La experiencia de la presencia de Dios fue para Ezequiel tan fuerte que cae en tierra, pero el espíritu lo levanta y lo mantiene en pie. El hombre recupera su verticalidad con la fuerza de Dios que lo lanza a la acción. Ezequiel, cuyo nombre significa "Dios es fuerte", va a necesitar toda esa fortaleza divina para cumplir su difícil misión. Pero antes necesita recibir el mensaje, digerirlo, asimilar todas las palabras que Dios quiere decir a su pueblo: Dios le ofrece un libro en el que están escritas, y Ezequiel lo come (3, 3). Si nos alimentáramos nosotros de la palabra de Dios no nos harían tragar los "maestros" tan fácilmente sus "rollos", no seríamos víctimas de la propaganda, de las ideologías... y tendríamos algo nuevo que decir aunque no quisieran escucharnos. En cualquier caso el mundo sabría que hay hombres que no se doblegan y que aún viven los profetas.

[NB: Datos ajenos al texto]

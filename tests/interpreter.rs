use std::rc::Rc;

use geoscript::{
    console::{Level, MemorySink},
    diagnostics::ScriptError,
    runtime::Interpreter,
    value::{Value, ValueKind},
};
use indexmap::IndexMap;

fn eval(source: &str) -> Value {
    let mut interpreter = Interpreter::with_sink(MemorySink::new());
    interpreter
        .eval_source(source)
        .expect("evaluation should succeed")
}

fn eval_error(source: &str) -> ScriptError {
    let mut interpreter = Interpreter::with_sink(MemorySink::new());
    match interpreter.eval_source(source) {
        Ok(value) => panic!("expected error, received value {value}"),
        Err(err) => err,
    }
}

fn expect_int(value: &Value) -> i64 {
    match value.0.as_ref() {
        ValueKind::Int(n) => *n,
        _ => panic!("expected Int, found {}", value.type_name()),
    }
}

fn expect_map(value: &Value) -> IndexMap<String, Value> {
    match value.0.as_ref() {
        ValueKind::Map(map) => map.borrow().clone(),
        _ => panic!("expected Map, found {}", value.type_name()),
    }
}

fn expect_array(value: &Value) -> Vec<Value> {
    value
        .array_snapshot()
        .unwrap_or_else(|| panic!("expected Array, found {}", value.type_name()))
}

fn expect_bool(value: &Value) -> bool {
    match value.0.as_ref() {
        ValueKind::Bool(b) => *b,
        _ => panic!("expected Bool, found {}", value.type_name()),
    }
}

fn expect_str(value: &Value) -> String {
    value
        .as_str()
        .unwrap_or_else(|| panic!("expected String, found {}", value.type_name()))
        .to_string()
}

fn ints(value: &Value) -> Vec<i64> {
    expect_array(value).iter().map(expect_int).collect()
}

#[test]
fn evaluates_basic_arithmetic() {
    let value = eval("return 2 + 2;");
    assert_eq!(expect_int(&value), 4);
}

#[test]
fn matches_when_pattern() {
    let value = eval(
        r#"
        var value = 2
        when value {
            1 -> { return 1; }
            2 -> { return 42; }
            else -> { return 0; }
        }
        "#,
    );
    assert_eq!(expect_int(&value), 42);
}

#[test]
fn returns_last_expression_from_script() {
    let value = eval(
        r#"
        var x = 40
        x + 2
        "#,
    );
    assert_eq!(expect_int(&value), 42);
}

#[test]
fn break_carries_value_out_of_loop() {
    let value = eval(
        r#"
        loop {
            break 7
        }
        "#,
    );
    assert_eq!(expect_int(&value), 7);
}

#[test]
fn for_loop_accumulates_sum() {
    let value = eval(
        r#"
        var mut sum = 0
        for item in [1, 2, 3, 4] {
            sum = sum + item
        }
        sum
        "#,
    );
    assert_eq!(expect_int(&value), 10);
}

#[test]
fn map_field_assignment_updates_value() {
    let value = eval(
        r#"
        var inventory = {
            "apples": 3,
            bananas: 7
        }
        inventory.bananas = inventory.bananas + 5
        inventory
        "#,
    );
    let map = expect_map(&value);
    assert_eq!(map.len(), 2);
    assert_eq!(expect_int(&map["apples"]), 3);
    assert_eq!(expect_int(&map["bananas"]), 12);
}

#[test]
fn array_element_assignment_updates_value() {
    let value = eval(
        r#"
        var numbers = [1, 2, 3]
        numbers[1] = numbers[1] + 5
        numbers
        "#,
    );
    assert_eq!(ints(&value), [1, 7, 3]);
}

#[test]
fn recursive_function_evaluates() {
    let value = eval(
        r#"
        fn fib(n) {
            if n <= 1 {
                return n
            }
            return fib(n - 1) + fib(n - 2)
        }

        fib(6)
        "#,
    );
    assert_eq!(expect_int(&value), 8);
}

#[test]
fn const_assignment_is_rejected() {
    let err = eval_error(
        r#"
        const answer = 42
        answer = 13
        "#,
    );
    let message = format!("{err}");
    assert!(
        message.contains("cannot assign to immutable binding"),
        "{message}"
    );
}

#[test]
fn logical_operators_short_circuit_and_yield_operands() {
    assert!(!expect_bool(&eval("false && fail(\"evaluated\")")));
    assert_eq!(expect_int(&eval("0 || 5")), 5);
    assert_eq!(expect_str(&eval("\"left\" || fail(\"evaluated\")")), "left");
    assert!(expect_array(&eval("[] && 1")).is_empty());
}

#[test]
fn strings_concatenate_and_compare() {
    assert_eq!(expect_str(&eval("'geo' + \"script\"")), "geoscript");
    assert!(expect_bool(&eval("\"2024-01-02\" > \"2024-01-01\"")));
}

#[test]
fn sloppy_code_coerces_and_defines_globals() {
    let value = eval(
        r#"
        fn leak() {
            counter = 3
        }
        leak()
        "count: " + counter
        "#,
    );
    assert_eq!(expect_str(&value), "count: 3");
}

#[test]
fn strict_directive_rejects_undeclared_assignment() {
    let err = eval_error(
        r#"
        "use strict"
        counter = 3
        "#,
    );
    assert!(
        err.to_string().contains("assignment to undeclared variable `counter`"),
        "{err}"
    );
}

#[test]
fn strict_directive_rejects_mixed_addition() {
    let err = eval_error("\"use strict\";\nreturn \"n = \" + 1");
    assert!(err.to_string().contains("cannot add String and Int"), "{err}");
}

#[test]
fn lambdas_capture_their_scope() {
    let value = eval(
        r#"
        var offset = 10
        const add = |n| n + offset
        offset = 20
        add(1)
        "#,
    );
    assert_eq!(expect_int(&value), 21);
}

#[test]
fn missing_arguments_are_none() {
    let value = eval(
        r#"
        fn describe(a, b) {
            return type_of(b)
        }
        describe(1)
        "#,
    );
    assert_eq!(expect_str(&value), "Unit");
}

#[test]
fn functions_mutate_shared_arrays_in_place() {
    let value = eval(
        r#"
        var items = [1]
        fn grow(list) {
            std.collections.push(list, 2)
            list[0] = 0
        }
        grow(items)
        items
        "#,
    );
    assert_eq!(ints(&value), [0, 2]);
}

#[test]
fn this_is_none_outside_a_receiver() {
    assert!(eval("fn me() { return this }\nme()").is_unit());
}

#[test]
fn runtime_errors_record_call_frames() {
    let err = eval_error(
        r#"
        fn inner() {
            return missing
        }
        fn outer() {
            return inner()
        }
        outer()
        "#,
    );
    let diagnostic = err.into_diagnostic();
    let frames: Vec<&str> = diagnostic
        .stack
        .iter()
        .map(|frame| frame.function.as_str())
        .collect();
    assert_eq!(frames, ["inner", "outer"]);
    assert!(diagnostic.message.contains("undefined variable `missing`"));
}

#[test]
fn interpreter_recovers_after_a_failed_statement() {
    let mut interpreter = Interpreter::with_sink(MemorySink::new());
    interpreter.eval_source("var kept = 1").expect("declare");
    assert!(interpreter.eval_source("fn f() { return nope }\nf()").is_err());
    let value = interpreter.eval_source("kept + 1").expect("still usable");
    assert_eq!(expect_int(&value), 2);
}

#[test]
fn console_calls_reach_the_injected_sink() {
    let sink = MemorySink::new();
    let mut interpreter = Interpreter::with_sink(Rc::clone(&sink) as Rc<dyn geoscript::LogSink>);
    interpreter
        .eval_source("console.log(\"count\", 3)\nconsole.warn([1, 2])")
        .expect("logging");
    assert_eq!(
        sink.events(),
        [
            (Level::Log, "count 3".to_string()),
            (Level::Warn, "[1, 2]".to_string())
        ]
    );
}

#[test]
fn std_length_helpers() {
    assert_eq!(expect_int(&eval("std.string.len(\"hello\")")), 5);
    assert_eq!(expect_int(&eval("std.collections.len([1, 2, 3])")), 3);
    assert_eq!(expect_int(&eval("len({ a: 1, b: 2 })")), 2);
}

#[test]
fn std_math_helpers() {
    assert_eq!(expect_int(&eval("std.math.abs(-42)")), 42);

    let sqrt_val = eval("std.math.sqrt(49)");
    match sqrt_val.0.as_ref() {
        ValueKind::Float(f) => assert!((*f - 7.0).abs() < 1e-6),
        _ => panic!("expected Float, found {}", sqrt_val.type_name()),
    }

    assert_eq!(expect_int(&eval("std.math.min(3, 9)")), 3);
    assert_eq!(expect_int(&eval("std.math.max(3, 9)")), 9);
}

#[test]
fn std_math_pow_round() {
    let rounded = eval("std.math.round(3.6)");
    match rounded.0.as_ref() {
        ValueKind::Float(f) => assert_eq!(*f, 4.0),
        _ => panic!("expected Float, found {}", rounded.type_name()),
    }

    let pow = eval("std.math.pow(2, 8)");
    match pow.0.as_ref() {
        ValueKind::Float(f) => assert_eq!(*f, 256.0),
        _ => panic!("expected Float, found {}", pow.type_name()),
    }
}

#[test]
fn std_collections_mutate_in_place() {
    let value = eval(
        r#"
        var list = [2, 3]
        std.collections.push(list, 4)
        std.collections.unshift(list, 1)
        const last = std.collections.pop(list)
        std.collections.insert(list, 0, last)
        list
        "#,
    );
    assert_eq!(ints(&value), [4, 1, 2, 3]);

    let inserted = eval(
        r#"
        var map = { a: 1 }
        std.collections.insert(map, "b", 2)
        std.collections.remove(map, "a")
        map
        "#,
    );
    let map = expect_map(&inserted);
    assert_eq!(map.keys().collect::<Vec<_>>(), ["b"]);
}

#[test]
fn std_collections_lookups() {
    assert_eq!(expect_int(&eval("std.collections.get({ a: 1 }, \"b\", 9)")), 9);
    assert!(eval("std.collections.get({ a: 1 }, \"b\")").is_unit());
    assert!(expect_bool(&eval("std.collections.has({ a: 1 }, \"a\")")));
    assert!(expect_bool(&eval("std.collections.has([1, 2], 2)")));
    assert_eq!(
        expect_array(&eval("std.collections.keys({ x: 1, y: 2 })")).len(),
        2
    );
    assert_eq!(ints(&eval("std.collections.slice([1, 2, 3, 4], 1, -1)")), [2, 3]);
    assert_eq!(ints(&eval("std.collections.concat([1], [2, 3])")), [1, 2, 3]);
}

#[test]
fn std_collections_range_and_pop() {
    assert_eq!(ints(&eval("std.collections.range(0, 5)")), [0, 1, 2, 3, 4]);
    assert_eq!(ints(&eval("std.collections.range_step(5, 0, -2)")), [5, 3, 1]);
    assert_eq!(expect_int(&eval("std.collections.pop([1, 2, 3])")), 3);
    assert!(eval("std.collections.pop([])").is_unit());
}

#[test]
fn std_collections_higher_order_helpers() {
    let value = eval(
        r#"
        const numbers = std.collections.range(1, 6)
        const evens = std.collections.filter(numbers, |n| n % 2 == 0)
        const doubled = std.collections.map(evens, |n| n * 2)
        std.collections.reduce(doubled, |acc, n| acc + n, 0)
        "#,
    );
    assert_eq!(expect_int(&value), 12);

    let found = eval("std.collections.find([1, 5, 8], |n, i| n > 4)");
    assert_eq!(expect_int(&found), 5);
}

#[test]
fn sort_by_is_stable_and_in_place() {
    let value = eval(
        r#"
        var events = [
            { id: "b", day: 2 },
            { id: "a", day: 1 },
            { id: "c", day: 2 }
        ]
        std.collections.sort_by(events, |x, y| x.day - y.day)
        std.collections.map(events, |e| e.id)
        "#,
    );
    let ids: Vec<String> = expect_array(&value).iter().map(expect_str).collect();
    assert_eq!(ids, ["a", "b", "c"]);
}

#[test]
fn failing_comparator_leaves_array_untouched() {
    let mut interpreter = Interpreter::with_sink(MemorySink::new());
    interpreter.eval_source("var list = [3, 1, 2]").expect("declare");
    assert!(interpreter
        .eval_source("std.collections.sort_by(list, |a, b| fail(\"no\"))")
        .is_err());
    let list = interpreter.eval_source("list").expect("read back");
    assert_eq!(ints(&list), [3, 1, 2]);
}

#[test]
fn std_string_utilities() {
    assert_eq!(
        expect_str(&eval("std.string.replace(\"hello world\", \"world\", \"map\")")),
        "hello map"
    );
    assert!(expect_bool(&eval("std.string.starts_with(\"geoscript\", \"geo\")")));
    assert!(expect_bool(&eval("std.string.ends_with(\"geoscript\", \"script\")")));
    assert!(expect_bool(&eval("std.string.contains(\"geoscript\", \"oscr\")")));
    assert_eq!(
        expect_str(&eval("std.string.join([\"a\", 1, \"c\"], \"-\")")),
        "a-1-c"
    );
    assert_eq!(expect_str(&eval("std.string.to_lower(\"EONET\")")), "eonet");
    assert_eq!(expect_str(&eval("std.string.from(12)")), "12");
}

#[test]
fn std_json_round_trips_through_text() {
    let value = eval(
        r#"
        const text = std.json.stringify({ type: "Point", coordinates: [1, 2] })
        const parsed = std.json.parse(text)
        parsed.coordinates[1]
        "#,
    );
    assert_eq!(expect_int(&value), 2);

    let text = eval("std.json.stringify([1, none])");
    assert_eq!(expect_str(&text), "[1,null]");

    let err = eval_error("std.json.stringify({ f: len })");
    assert!(err.to_string().contains("Function"), "{err}");
}
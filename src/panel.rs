use std::{
    cell::{Cell, RefCell},
    rc::Rc,
};

use chrono::{SecondsFormat, Utc};

use crate::{
    console::{LogObserver, SinkError},
    geojson,
    value::Value,
};

/// The log display: an observer that turns every console event into a
/// timestamped line.
#[derive(Debug, Default)]
pub struct ConsolePanel {
    lines: RefCell<Vec<String>>,
    counter: Cell<usize>,
}

impl ConsolePanel {
    pub fn new() -> Rc<Self> {
        Rc::new(Self::default())
    }

    pub fn lines(&self) -> Vec<String> {
        self.lines.borrow().clone()
    }

    /// Lines recorded since the panel was created, including cleared ones.
    pub fn line_count(&self) -> usize {
        self.counter.get()
    }

    pub fn clear(&self) {
        self.lines.borrow_mut().clear();
    }

    pub fn record(&self, level: &str, payload: &[Value]) {
        let timestamp = Utc::now().to_rfc3339_opts(SecondsFormat::Millis, true);
        let content = payload
            .iter()
            .map(render_item)
            .collect::<Vec<_>>()
            .join(" ");
        self.lines
            .borrow_mut()
            .push(format!("[{timestamp}] [{level}] {content}"));
        self.counter.set(self.counter.get() + 1);
    }
}

/// Arrays and maps print as pretty JSON; anything else, or anything JSON
/// cannot hold, prints in its display form.
fn render_item(value: &Value) -> String {
    if value.is_composite() {
        if let Ok(json) = geojson::to_json(value) {
            if let Ok(text) = serde_json::to_string_pretty(&json) {
                return text;
            }
        }
    }
    value.to_string()
}

impl LogObserver for ConsolePanel {
    fn observe(&self, level: &str, payload: &[Value]) -> Result<(), SinkError> {
        self.record(level, payload);
        Ok(())
    }
}
use std::rc::Rc;

use indexmap::IndexMap;

use crate::{
    ast::{BinaryOp, Expr, ExprKind, Literal, LogicalOp, Pattern, Program, Stmt, StmtKind, UnaryOp, WhenArm},
    console::{LogSink, StdStreamSink},
    diagnostics::{Diagnostic, Result, ScriptError, SourceSpan},
    environment::{Environment, EnvironmentRef, Undeclared},
    parser,
    value::{UserFunction, Value, ValueKind},
};

/// Script recursion deeper than this fails instead of exhausting the host stack.
const MAX_CALL_DEPTH: usize = 200;

/// Native stack the interpreter may use below the outermost script call.
const STACK_BUDGET: usize = 1024 * 1024;

pub struct Interpreter {
    globals: EnvironmentRef,
    env: EnvironmentRef,
    receiver: Value,
    strict: bool,
    sink: Rc<dyn LogSink>,
    depth: usize,
    stack_base: usize,
    unwind_site: Option<SourceSpan>,
}

impl Default for Interpreter {
    fn default() -> Self {
        Self::new()
    }
}
use std::fmt;

use thiserror::Error;

/// Represents a byte span within a source file.
#[derive(Debug, Clone, Copy, PartialEq, Eq)]
pub struct SourceSpan {
    pub start: usize,
    pub end: usize,
}

impl SourceSpan {
    pub const fn new(start: usize, end: usize) -> Self {
        Self { start, end }
    }

    /// Moves the span `offset` bytes towards the start of the text.
    pub fn rebase(self, offset: usize) -> Self {
        Self {
            start: self.start.saturating_sub(offset),
            end: self.end.saturating_sub(offset),
        }
    }

    /// One-based line and column of the span start within `source`.
    pub fn line_col(&self, source: &str) -> (usize, usize) {
        let mut line = 1;
        let mut col = 1;
        for (idx, ch) in source.char_indices() {
            if idx >= self.start {
                break;
            }
            if ch == '\n' {
                line += 1;
                col = 1;
            } else {
                col += 1;
            }
        }
        (line, col)
    }
}

/// Classification of a diagnostic event.
#[derive(Debug, Clone, PartialEq, Eq)]
pub enum DiagnosticKind {
    Lexer,
    Parser,
    Runtime,
}

impl DiagnosticKind {
    /// Lexer and parser diagnostics happen before any code runs.
    pub fn is_compile_time(&self) -> bool {
        matches!(self, DiagnosticKind::Lexer | DiagnosticKind::Parser)
    }
}

/// A call frame the error unwound through, innermost first.
#[derive(Debug, Clone, PartialEq, Eq)]
pub struct StackFrame {
    pub function: String,
    pub span: Option<SourceSpan>,
}

/// Rich diagnostic information surfaced to end users.
#[derive(Debug, Clone)]
pub struct Diagnostic {
    pub kind: DiagnosticKind,
    pub message: String,
    pub span: Option<SourceSpan>,
    pub notes: Vec<String>,
    pub stack: Vec<StackFrame>,
}

impl Diagnostic {
    pub fn new(kind: DiagnosticKind, message: impl Into<String>) -> Self {
        Self {
            kind,
            message: message.into(),
            span: None,
            notes: Vec::new(),
            stack: Vec::new(),
        }
    }

    pub fn runtime(message: impl Into<String>) -> Self {
        Self::new(DiagnosticKind::Runtime, message)
    }

    pub fn with_span(mut self, span: SourceSpan) -> Self {
        self.span = Some(span);
        self
    }

    /// Attaches `span` only when no more precise location is known yet.
    pub fn or_span(mut self, span: SourceSpan) -> Self {
        if self.span.is_none() {
            self.span = Some(span);
        }
        self
    }

    pub fn with_note(mut self, note: impl Into<String>) -> Self {
        self.notes.push(note.into());
        self
    }

    pub fn push_frame(&mut self, function: impl Into<String>, span: Option<SourceSpan>) {
        self.stack.push(StackFrame {
            function: function.into(),
            span,
        });
    }

    /// Shifts every recorded span back by `offset` bytes.
    pub fn rebase(mut self, offset: usize) -> Self {
        self.span = self.span.map(|span| span.rebase(offset));
        for frame in &mut self.stack {
            frame.span = frame.span.map(|span| span.rebase(offset));
        }
        self
    }

    /// Renders the message followed by one `at` line per stack frame.
    pub fn render_trace(&self, source: &str) -> String {
        let mut out = format!("{:?}: {}", self.kind, self.message);
        if let Some(span) = self.span {
            let (line, col) = span.line_col(source);
            out.push_str(&format!(" ({line}:{col})"));
        }
        for frame in &self.stack {
            out.push_str("\n    at ");
            out.push_str(&frame.function);
            if let Some(span) = frame.span {
                let (line, col) = span.line_col(source);
                out.push_str(&format!(" ({line}:{col})"));
            }
        }
        for note in &self.notes {
            out.push_str(&format!("\n  note: {note}"));
        }
        out
    }
}

impl fmt::Display for Diagnostic {
    fn fmt(&self, f: &mut fmt::Formatter<'_>) -> fmt::Result {
        write!(f, "{:?}: {}", self.kind, self.message)?;
        if let Some(span) = self.span {
            write!(f, " ({}..{})", span.start, span.end)?;
        }
        if !self.notes.is_empty() {
            writeln!(f)?;
            for note in &self.notes {
                writeln!(f, "  note: {note}")?;
            }
        }
        Ok(())
    }
}

impl std::error::Error for Diagnostic {}

/// Unified error type for the script interpreter.
#[derive(Debug, Error)]
pub enum ScriptError {
    #[error("{0}")]
    Diagnostic(#[from] Diagnostic),
    #[error("I/O error: {0}")]
    Io(#[from] std::io::Error),
    #[error("JSON error: {0}")]
    Json(#[from] serde_json::Error),
}

impl ScriptError {
    /// Views any error as a diagnostic; I/O and JSON failures become runtime ones.
    pub fn into_diagnostic(self) -> Diagnostic {
        match self {
            ScriptError::Diagnostic(diag) => diag,
            other => Diagnostic::runtime(other.to_string()),
        }
    }
}

pub type Result<T> = std::result::Result<T, ScriptError>;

Ezequiel actúa como profeta entre los exiliados de Babilonia. Su profecía es una crítica contra el pueblo por su infidelidad que le ha llevado a la situación de desastre en que se encuentra, y también por el afán de los gobernantes que han quedado en Jerusalén después de la primera deportación de aliarse con Egipto para combatir (inútilmente) a Nabucodonosor. Y a la vez es también un anuncio de la fidelidad de Dios que, en el momento oportuno, renovará y restaurará al pueblo.
Es la fuerza de Dios ("el espíritu") el que llama, y el que actúa en aquel que no es más que un "hijo de Adán" (una designación que aparece a menudo en Ezequiel, y quiere destacar la debilidad de la condición humana).
La expresión "hijo del hombre" (="hijo de Adán") es una peculiaridad del libro de Ezequiel, en el que aparece hasta unas noventa veces. Sin embargo, el sentido mesiánico que recibiría este título más tarde se debe al texto de Daniel 7, 13. En nuestro texto viene a subrayar tan sólo la debilidad del hombre, que no puede permanecer en pie delante de Dios y, menos aún, levantarse para cumplir la misión que Dios le encomienda, a no ser que reciba la fuerza del espíritu divino.
Y la llamada es para una labor de crítica y de denuncia. El pueblo es rebelde, infiel: no ha seguido el camino de Dios, ha dado la espalda a Dios. Y Dios, ante esta situación, no quiere dejar de decir su palabra al pueblo: quiere que el pueblo continúe escuchando lo que Dios espera de él, y se dé cuenta del contraste que hay entre lo que Dios quiere y lo que el pueblo hace. Esta será la labor del profeta, y por eso tendrá que enfrentarse a sus compatriotas.
El Señor sabe que no es fácil la misión que encomienda a su profeta. Por eso le desengaña claramente de cualquier ilusión sobre futuros éxitos. Pues el pueblo al que va a ser enviado es un pueblo de cabeza dura y rebelde, su historia es una cadena de falsedades e infidelidades al pacto con el que está unido a Yahvé.
Sin embargo, el éxito de la misión no es asunto del profeta y no debe preocuparle. Además, Dios le garantiza que todos tendrán que oírlo y, hagan o no hagan caso, todo el mundo sabrá que hay un profeta. Nadie puede reducir al silencio la palabra de Dios.

En el salmo responsorial de hoy Salmo 122  (Sal 122 , 1-2a. 2bcd. 3-4), se nos recuerda la obra de la misericordia de Dios en nosotros.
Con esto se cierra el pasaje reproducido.